I took my children camping. My husband was away and I decided that taking a baby, a toddler and a ten-year-old into the bush on a weekend was a great idea. I had the blessing of the camping gods upon me though, as both young ones slept the entire way to the site and I got to enjoy a heavenly cup of coffee in silence.
The trip was hard work. I had neurotically prepared with many scribbled mom-lists and many totes packed with every possible food, cleaning and first aid item that could be required in a three-day span.
Amidst the barrage of questions that mostly included, “When can we go swimming?” and “What’s for dinner?”, sleeping bags were unrolled, food was unpacked, and life jackets and paddles made their way quickly to the water.

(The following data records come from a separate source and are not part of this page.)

impl ItemListController {
    /// Create a controller displaying the org root.
    pub fn new(store: Arc<dyn ItemStore>, sync: Arc<SyncCoordinator>) -> Self {
        Self {
            store,
            sync,
            state: Mutex::new(ViewState {
                items: Vec::new(),
                status: ListStatus::Idle,
                error: None,
                scope: ViewScope::root(),
                breadcrumbs: Vec::new(),
            }),
            local_user: Mutex::new(None),
        }
    }

    fn with_state<T>(&self, f: impl FnOnce(&mut ViewState) -> T) -> T {
        let mut guard = match self.state.lock() {
            Ok(guard) => guard,
            Err(poisoned) => poisoned.into_inner(),
        };
        f(&mut guard)
    }

    /// Currently loaded items.
    pub fn items(&self) -> Vec<Item> {
        self.with_state(|s| s.items.clone())
    }

    /// Current fetch status.
    pub fn status(&self) -> ListStatus {
        self.with_state(|s| s.status)
    }

    /// Last fetch error, when the status is [`ListStatus::Error`].
    pub fn error(&self) -> Option<String> {
        self.with_state(|s| s.error.clone())
    }

    /// The displayed scope.
    pub fn scope(&self) -> ViewScope {
        self.with_state(|s| s.scope.clone())
    }

    /// Navigation trail from the root to the displayed folder.
    pub fn breadcrumbs(&self) -> Vec<Breadcrumb> {
        self.with_state(|s| s.breadcrumbs.clone())
    }

    /// Fetch the displayed scope from the store.
    ///
    /// Concurrent calls race benignly: each one replaces the list with what
    /// the store returned, so the last response wins.
    pub async fn fetch_items(&self) {
        let scope = self.with_state(|s| {
            s.status = ListStatus::Pending;
            s.error = None;
            s.scope.clone()
        });
        let query = ListQuery {
            parent_id: scope.parent_id,
            owner_type: scope.owner_type,
            category: String::new(),
        };
        match self.store.list_items(&query).await {
            Ok(items) => self.with_state(|s| {
                s.items = items;
                s.status = ListStatus::Success;
            }),
            Err(e) => {
                log::warn!("[ItemList] Fetch failed: {}", e);
                self.with_state(|s| {
                    s.status = ListStatus::Error;
                    s.error = Some(e.to_string());
                });
            }
        }
    }

    /// Create an item, refresh the list, notify peers.
    ///
    /// A missing `parent_id` or `owner_type` defaults to the displayed
    /// scope, and the notification always describes the scope the item
    /// actually landed in.
    pub async fn create_item(&self, mut item: NewItem) -> Result<(), StoreError> {
        let scope = self.scope();
        let parent_id = item.parent_id.clone().unwrap_or_else(|| scope.parent_id.clone());
        let owner_type = item.owner_type.unwrap_or(scope.owner_type);
        item.parent_id = Some(parent_id.clone());
        item.owner_type = Some(owner_type);

        self.store.create_item(&item).await?;
        self.fetch_items().await;
        self.sync.notify_change(ItemAction::Create, parent_id, owner_type);
        Ok(())
    }

    /// Update an item's fields, refresh the list, notify peers.
    pub async fn update_item(&self, id: &str, changes: &ItemUpdate) -> Result<(), StoreError> {
        self.store.update_item(id, changes).await?;
        self.fetch_items().await;
        let scope = self.scope();
        self.sync.notify_change(ItemAction::Update, scope.parent_id, scope.owner_type);
        Ok(())
    }

    /// Delete an item and notify peers. The local list is pruned in place
    /// instead of refetched.
    pub async fn delete_item(&self, id: &str) -> Result<(), StoreError> {
        self.store.delete_item(id).await?;
        self.with_state(|s| s.items.retain(|item| item.id != id));
        let scope = self.scope();
        self.sync.notify_change(ItemAction::Delete, scope.parent_id, scope.owner_type);
        Ok(())
    }

    /// Move an item to another folder, refresh the list, notify peers.
    pub async fn move_item(&self, id: &str, new_parent_id: &str) -> Result<(), StoreError> {
        self.store.move_item(id, new_parent_id).await?;
        self.fetch_items().await;
        let scope = self.scope();
        self.sync.notify_change(ItemAction::Move, scope.parent_id, scope.owner_type);
        Ok(())
    }

    /// Switch an item between org and personal ownership, refresh, notify.
    pub async fn change_ownership(
        &self,
        id: &str,
        new_owner_type: OwnerType,
    ) -> Result<(), StoreError> {
        self.store.change_ownership(id, new_owner_type).await?;
        self.fetch_items().await;
        let scope = self.scope();
        self.sync
            .notify_change(ItemAction::OwnershipChange, scope.parent_id, scope.owner_type);
        Ok(())
    }

    /// Find items by barcode across all folders.
    pub async fn search_by_barcode(&self, barcode: &str) -> Result<Vec<Item>, StoreError> {
        self.store.search_by_barcode(barcode).await
    }

    /// Fetch one item by id.
    pub async fn get_item(&self, id: &str) -> Result<Option<Item>, StoreError> {
        self.store.get_item(id).await
    }

    /// Descend into a folder item and fetch its contents.
    pub async fn navigate_to_child(&self, item: &Item) {
        self.with_state(|s| {
            s.breadcrumbs.push(Breadcrumb {
                id: item.id.clone(),
                name: item.name.clone(),
            });
            s.scope.parent_id = item.id.clone();
        });
        self.fetch_items().await;
    }

    /// Jump back to the root folder.
    pub async fn navigate_to_root(&self) {
        self.with_state(|s| {
            s.breadcrumbs.clear();
            s.scope.parent_id.clear();
        });
        self.fetch_items().await;
    }

    /// Jump to a breadcrumb by index, truncating the trail below it.
    pub async fn navigate_to_breadcrumb(&self, index: usize) {
        self.with_state(|s| {
            s.breadcrumbs.truncate(index + 1);
            s.scope.parent_id = s
                .breadcrumbs
                .get(index)
                .map(|crumb| crumb.id.clone())
                .unwrap_or_default();
        });
        self.fetch_items().await;
    }

    /// Switch the displayed ownership scope and refetch.
    pub async fn set_owner_type(&self, owner_type: OwnerType) {
        self.with_state(|s| s.scope.owner_type = owner_type);
        self.fetch_items().await;
    }

    /// Apply one inbound sync message: refetch if it targets the displayed
    /// scope, ignore otherwise.
    pub async fn handle_sync_message(&self, message: &SyncMessage) {
        let scope = self.scope();
        let local_user = match self.local_user.lock() {
            Ok(guard) => guard.clone(),
            Err(_) => None,
        };
        if scope.wants_refresh(message, local_user.as_deref()) {
            log::debug!("[ItemList] Change in displayed scope, refetching");
            self.fetch_items().await;
        }
    }

    /// Subscribe to the coordinator and start live sync.
    ///
    /// The local identity is captured once here; a later token change takes
    /// effect the next time sync starts.
    pub fn start_sync(self: &Arc<Self>) {
        if let Ok(mut local_user) = self.local_user.lock() {
            *local_user = self.sync.user_id();
        }
        let mut subscription = self.sync.subscribe();
        let controller = Arc::clone(self);
        tokio::spawn(async move {
            while let Some(message) = subscription.recv().await {
                controller.handle_sync_message(&message).await;
            }
        });
        self.sync.start();
    }

    /// Stop live sync for this controller's coordinator.
    pub async fn stop_sync(&self) {
        self.sync.stop().await;
    }
}
use rand::Rng;
use tokio::sync::{mpsc, watch};
use tokio::task::JoinHandle;

use super::message::SyncMessage;
use super::transport::{SyncEndpoint, SyncTransport, TransportConnector, WsMessage};
use crate::session::SessionContext;

/// Page or application visibility, injected by the embedding platform.
///
/// Headless embedders (CLI, tests) hold a
/// `watch::channel(Visibility::Visible)` and never flip it.
#[derive(Debug, Clone, Copy, PartialEq, Eq)]
pub enum Visibility {
    /// The client is foregrounded; reconnects run normally.
    Visible,
    /// The client is backgrounded; no reconnect timers are scheduled.
    Hidden,
}

/// Exponential backoff policy for reconnect attempts.
#[derive(Debug, Clone)]
pub struct ReconnectPolicy {
    /// Base delay in milliseconds; attempt `n` waits `base * 2^n`.
    pub base_delay_ms: u64,
    /// Cap on the deterministic part of the delay.
    pub max_delay_ms: u64,
    /// Upper bound (exclusive) of the random jitter added to each delay.
    pub jitter_ms: u64,
}

impl Default for ReconnectPolicy {
    fn default() -> Self {
        Self {
            base_delay_ms: 1000,
            max_delay_ms: 30_000,
            jitter_ms: 1000,
        }
    }
}

impl ReconnectPolicy {
    /// Delay before reconnect attempt `attempts` (0-indexed count of
    /// consecutive failures so far).
    pub fn delay_for(&self, attempts: u32) -> Duration {
        let exp = self.base_delay_ms.saturating_mul(2u64.saturating_pow(attempts));
        let base = std::cmp::min(exp, self.max_delay_ms);
        let jitter = if self.jitter_ms == 0 {
            0
        } else {
            rand::thread_rng().gen_range(0..self.jitter_ms)
        };
        Duration::from_millis(base.saturating_add(jitter))
    }
}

Now at this point, I could focus on the chaos, the screaming, the crying and a few meltdowns that may or may not have been the result of a scary spider on the ceiling of the trailer at midnight. However, what unfolded over the next forty hours was a ton of laughter, new experiences and teaching moments that were the direct result of my children spending time with their grandparents.
My parents were part of the trip and spent every waking moment of the day with my kids. They taught them how to build a proper fire, took them fishing, swimming, kayaking, walked them up and down to the lake countless times, listened to campfire stories, played many rounds of UNO around the picnic table, snorkeled, took them tubing, and also supplied my kids with an endless amount of kisses, hugs and cuddles.
These same memories that I hold dear from my childhood are being made with my own brood.
So despite the hard work, the lack of sleep and scary spiders; I took my children camping with Nana and Pops, and it was a great idea.